## Work required
From the first entry to the last, repeat the listing exactly.

===== Supplied material =====

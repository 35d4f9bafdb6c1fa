//! # monadic
//!
//! Four wrappers that share one `map`/`flat_map` vocabulary:
//!
//! - [`Maybe`](control::Maybe): a value that may be absent
//! - [`Try`](control::Try): the captured success or failure of a computation
//! - [`Call`](control::Call): a deferred computation re-run on every evaluation
//! - [`Promise`](effect::Promise): a value settling later on a worker runtime
//!
//! Every failure is carried as an [`Error`], which keeps the original error
//! object so callers can downcast it back.
//!
//! ## Feature Flags
//!
//! - `typeclass`: the `TypeConstructor`, `Functor` and `Monad` traits
//! - `control`: `Maybe`, `Try` and `Call`
//! - `async`: `Promise` and the worker runtime (tokio)
//! - `serde`: serialization for `Maybe` and `PromiseState`
//! - `full`: everything above
//!
//! ## Example
//!
//! ```rust
//! use monadic::prelude::*;
//!
//! let port = Maybe::of(Some("8080"))
//!     .to_try()
//!     .try_map(|text| text.parse::<u16>())
//!     .filter(|port| *port > 1024);
//! assert_eq!(port.or_use(80), 8080);
//!
//! let doubled = Promise::spawn(|| Ok::<_, Error>(21)).map(|n| n * 2);
//! assert_eq!(doubled.or_fail().ok(), Some(42));
//! ```

#![forbid(unsafe_code)]
#![warn(missing_docs)]
#![warn(clippy::all)]
#![warn(clippy::pedantic)]
#![warn(clippy::nursery)]
// Note: Disabling redundant_closure_for_method_calls due to clippy 0.1.92 panic bug
#![allow(clippy::redundant_closure_for_method_calls)]

/// Prelude module for convenient imports.
///
/// ```rust
/// use monadic::prelude::*;
/// ```
pub mod prelude {
    pub use crate::error::{Error, MonadError};

    #[cfg(feature = "typeclass")]
    pub use crate::typeclass::*;

    #[cfg(feature = "control")]
    pub use crate::control::*;

    #[cfg(feature = "async")]
    pub use crate::effect::{Promise, PromiseHandle, PromiseState, TimeUnit};
}

pub mod error;

pub use error::{Error, MonadError};

#[cfg(feature = "typeclass")]
pub mod typeclass;

#[cfg(feature = "control")]
pub mod control;

#[cfg(feature = "async")]
pub mod effect;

=====

## Written reply
repository 35d4f9bafdb6c1fa
//! # monadic
//!
//! Four wrappers that share one `map`/`flat_map` vocabulary:
//!
//! - [`Maybe`](control::Maybe): a value that may be absent
//! - [`Try`](control::Try): the captured success or failure of a computation
//! - [`Call`](control::Call): a deferred computation re-run on every evaluation
//! - [`Promise`](effect::Promise): a value settling later on a worker runtime
//!
//! Every failure is carried as an [`Error`], which keeps the original error
//! object so callers can downcast it back.
//!
//! ## Feature Flags
//!
//! - `typeclass`: the `TypeConstructor`, `Functor` and `Monad` traits
//! - `control`: `Maybe`, `Try` and `Call`
//! - `async`: `Promise` and the worker runtime (tokio)
//! - `serde`: serialization for `Maybe` and `PromiseState`
//! - `full`: everything above
//!
//! ## Example
//!
//! ```rust
//! use monadic::prelude::*;
//!
//! let port = Maybe::of(Some("8080"))
//!     .to_try()
//!     .try_map(|text| text.parse::<u16>())
//!     .filter(|port| *port > 1024);
//! assert_eq!(port.or_use(80), 8080);
//!
//! let doubled = Promise::spawn(|| Ok::<_, Error>(21)).map(|n| n * 2);
//! assert_eq!(doubled.or_fail().ok(), Some(42));
//! ```

#![forbid(unsafe_code)]
#![warn(missing_docs)]
#![warn(clippy::all)]
#![warn(clippy::pedantic)]
#![warn(clippy::nursery)]
// Note: Disabling redundant_closure_for_method_calls due to clippy 0.1.92 panic bug
#![allow(clippy::redundant_closure_for_method_calls)]

/// Prelude module for convenient imports.
///
/// ```rust
/// use monadic::prelude::*;
/// ```
pub mod prelude {
    pub use crate::error::{Error, MonadError};

    #[cfg(feature = "typeclass")]
    pub use crate::typeclass::*;

    #[cfg(feature = "control")]
    pub use crate::control::*;

    #[cfg(feature = "async")]
    pub use crate::effect::{Promise, PromiseHandle, PromiseState, TimeUnit};
}

pub mod error;

pub use error::{Error, MonadError};

#[cfg(feature = "typeclass")]
pub mod typeclass;

#[cfg(feature = "control")]
pub mod control;

#[cfg(feature = "async")]
pub mod effect;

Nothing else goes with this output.